Da kein Schiedsrichter-Coach anwesend ist, leitet Crew Chief Benjamin Barth auch die Nachbesprechung. Er erinnert kurz daran, was sich die Crew in der Vorbesprechung vorgenommen hatte. Wie in der Vorbesprechung kommt auch in der Nachbesprechung jeder Schiedsrichter zu Wort. Die Zusammenarbeit hat sehr gut geklappt, wie die Crew einstimmig feststellt. Es besteht Einigkeit darüber, dass die Crew sehr ausgeglichen war und die in diesem Spiel notwendige hohe Konzentration auch an den Tag gelegt hat. Zudem hat die Auswahl der Nocalls den Schiedsrichtern gut gefallen.
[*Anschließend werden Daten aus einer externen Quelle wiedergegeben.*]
//! User protocol callback and wire codec ports
//!
//! The engine never interprets application payload itself. It tells the
//! user protocol what happened through [`Protocol::callback`], and it hands
//! bytes to the header tokenizer / frame codec through [`WireCodec`].

pub mod codec;

pub use codec::{ws_frame, FrameHeader, ParseOutcome, ResponseHead, WireCodec};

use crate::conn::{ConnId, Connection};
use crate::role::cgi::CgiChannel;

/// What the user protocol is being told
#[derive(Debug, Clone, Copy, PartialEq, Eq)]
pub enum Reason<'a> {
    /// An outbound connection could not be created. Delivered at most once.
    ClientConnectionError(&'a str),
    /// A queued or body-pending client may write
    ClientHttpWriteable,
    /// A server-side HTTP connection may write
    HttpWriteable,
    /// A websocket client may write
    ClientWriteable,
    /// A websocket server connection may write
    ServerWriteable,
    /// A request head is complete on a server connection or stream
    Http,
    /// A websocket connection closed
    Closed,
    /// Response body bytes are waiting. They are read and delivered as
    /// `ReceiveClientHttpRead` right after this returns, unless the callback
    /// holds receive off with rx flow control; then they wait for
    /// [`Worker::client_http_read`](crate::service::Worker::client_http_read)
    ReceiveClientHttp,
    /// One chunk of response body
    ReceiveClientHttpRead(&'a [u8]),
    CompletedClientHttp,
    EstablishedClientHttp,
    /// Last chance to refuse the response headers
    ClientFilterPreEstablish,
    ClosedClientHttp,
    RawRx(&'a [u8]),
    RawWriteable,
    RawAdopt,
    RawClose,
    /// A sub-process stdio channel is ready; `stdwsi` is the channel's
    /// own connection.
    Cgi { channel: CgiChannel, stdwsi: ConnId },
    /// A sub-process stdio channel was closed
    CgiTerminated,
}

/// What the user protocol wants next
#[derive(Debug, Clone, Copy, Default, PartialEq, Eq)]
pub enum CallbackAction {
    #[default]
    Continue,
    /// Close the connection
    Close,
}

impl CallbackAction {
    #[must_use]
    pub fn is_close(self) -> bool {
        self == Self::Close
    }
}

/// User protocol.
///
/// Requests made on `conn` during a callback, such as
/// [`Connection::callback_on_writable`] or
/// [`Connection::rx_flow_control`], are applied once the callback returns.
pub trait Protocol: Send {
    fn name(&self) -> &str {
        "default"
    }

    fn callback(&mut self, conn: &mut Connection, reason: Reason<'_>) -> CallbackAction;
}

/// Sub-process plumbing that lives outside the engine.
pub trait ChildReaper: Send {
    /// Collect terminated children. Returns the connections whose stdio
    /// channels must be closed.
    fn reap_terminated(&mut self) -> Vec<ConnId>;
}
Auch das Kampfgericht hat bis auf einen kleinen Fehler eine sehr gute Arbeit gemacht. Die Schiedsrichter schätzen ein, dass sie die Kontakte gleichmäßig bewertet haben. Das wurde von den Mannschaften auch angenommen. Einzig die unnötigen Doppelpfiffe (Pfiffe außerhalb der Zuständigkeitsbereiche) boten Anlass zur Kritik. Die Nachbesprechung ist dies mal kurz (ca. 10 Minuten). Es gab wenig, was man hätte auswerten müssen. Das kann schon mal länger dauern. Die längste Nachbesprechung, die Benjamin Barth mitmachen musste, dauerte etwas über eine Stunde, wie er mir später auf Nachfrage verriet. Das ist aber eher die Ausnahme. Im Durchschnitt dauert eine Besprechung 30 Minuten. Doch auch nach der Nachbesprechung ist für Benjamin Barth nicht Schluss. Der Crew Chief muss das Spiel noch nachbereiten und bestimmte Szenen sowie (im heutigen Spiel nicht vorgekommene) technische, unsportliche und disqualifizierende Fouls für die Liga (Schulungsdatenbank) zusammenschneiden und hochladen. Für heute ist aber Schluss. Wir verlassen zufrieden die Messehalle und gehen unserer Wege.